Power is one of the aspects that a manager must understand. What are its dynamics within the company? Can we influence it? How? By managing interpersonal relationships? Maybe yes, or maybe there are other ways...
I understood this too late. Focused solely on the team, architecture, and code, I failed to spot a specific moment. The moment when a trio of managers was undermining me without me knowing. They managed to do so effortlessly, given my inability to read certain dynamics.
It was a moment that had a great impact on my career. In just a few months, I went from being considered one of the best (but unprepared) managers to being relegated back to a programmer.
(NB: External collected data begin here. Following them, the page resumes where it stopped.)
//! Persistence of review output under `./reviews/`, one file per patch
//! source, overwritten on each run. A previous review, when present, is fed
//! back into the next prompt so the analyzer can compare.

use std::fs;
use std::path::{Path, PathBuf};

use chrono::{DateTime, Local};
use tracing::warn;

use crate::source::PatchSource;

const REVIEWS_DIR: &str = "reviews";

fn review_path_in(dir: &Path, source: &PatchSource) -> PathBuf {
    dir.join(format!("{}-latest.txt", source.identifier()))
}

/// Load the previous review for this patch, if one was saved.
pub fn load_previous(source: &PatchSource) -> Option<String> {
    load_previous_from(Path::new(REVIEWS_DIR), source)
}

fn load_previous_from(dir: &Path, source: &PatchSource) -> Option<String> {
    let path = review_path_in(dir, source);
    let content = fs::read_to_string(&path).ok()?;

    if let Ok(modified) = fs::metadata(&path).and_then(|m| m.modified()) {
        let date: DateTime<Local> = modified.into();
        println!(
            "\nFound previous review from {}",
            date.format("%Y-%m-%d %H:%M:%S")
        );
        println!("Review file: {}\n", path.display());
    }

    Some(content)
}

/// Persist the review output with a timestamp header. Failure to save is a
/// warning, never fatal.
pub fn save(source: &PatchSource, url: &str, output: &str) {
    save_in(Path::new(REVIEWS_DIR), source, url, output)
}

fn save_in(dir: &Path, source: &PatchSource, url: &str, output: &str) {
    let path = review_path_in(dir, source);
    let timestamp = Local::now().format("%Y-%m-%d %H:%M:%S");
    let header = format!(
        "Review generated: {timestamp}\nPatch URL: {url}\n\n{}\n\n",
        "=".repeat(80)
    );

    let result = fs::create_dir_all(dir).and_then(|()| fs::write(&path, format!("{header}{output}")));
    match result {
        Ok(()) => println!("\nReview saved to: {}", path.display()),
        Err(e) => warn!("failed to save review output: {e}"),
    }
}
Understanding that situation was difficult. Because between anger and hate, there is little room for anything else.
Saint-Simon said:
Humanity is not made to dwell among ruins.
Well, neither is reason.
It took me quite a while. Then, with some help from my manager and some books I was reading (the most important of which was The Happiness Trap by Russ Harris), I managed to see the flaw in my thinking. And then the mistake in my path. And finally, the gaps in my education.
I started reading again, specifically books that openly explained the hidden aspects of management, like power dynamics. How to manage them.
I still remember the most blunt text on these topics: 7 Rules of Power by Jeffrey Pfeffer. Here, the author deliberately says that "it's important for a manager to try to acquire power because if you're driven by the desire to help people, that's when you can do it".
Would doing this have helped me in that specific situation? Are we sure?
I'm not sure at all.
Because we often forget how the context and the actions we decide to take every day can influence the good intentions we had set. Sometimes, to the point that when we realize who we've become, we notice that an unworthy being has taken root inside us.
At that point, between this unworthy being or the angry person I had become, I doubt there would have been much difference.
In my opinion, focusing only on acquiring power still leads to the degradation of the person.
There are some techniques to avoid this from happening. Gerald Weinberg suggested (actually, for other reasons) keeping a journal as a tool for self-awareness. A valuable companion in life for understanding what thoughts cross our minds, intercepting them, and maybe trying to do something about them. Gerald was also the first person I met who spoke clearly about "power" (and called it by that name) in his Becoming a Technical Leader. It’s thanks to him that I discovered that I had completely ignored the issue.
For Benjamin Franklin, it was important to strive for moral excellence. Not pursuing this goal would lead a person to see their morality slip away over time. He suggested, among other things, an interesting exercise. Using a table with the 13 virtues he decided to follow in the rows and the days of the week in the columns. Every morning or evening, he would think about the behavior he had exhibited the day before or that day and mark a point in the column of the day at the level of the virtue he had done something wrong with. If, after a week, he noticed that a certain virtue had a number of marks, it meant that he would need to focus more on that one.
I started using both, and I still do.
Whatever method you choose to use, I think it’s important that you clearly understand your gaps and do something to improve yourself. If you've never heard of the "power" dynamics, maybe it's time to dedicate some time to them (as Gerald Weinberg himself suggested). If you're already familiar with them but have noticed that part of your values has been lost "midway along the path of our your life", maybe you should dedicate some time to understanding how to regain control of your path. It might be useful to try keeping a journal and/or follow Benjamin Franklin’s advice.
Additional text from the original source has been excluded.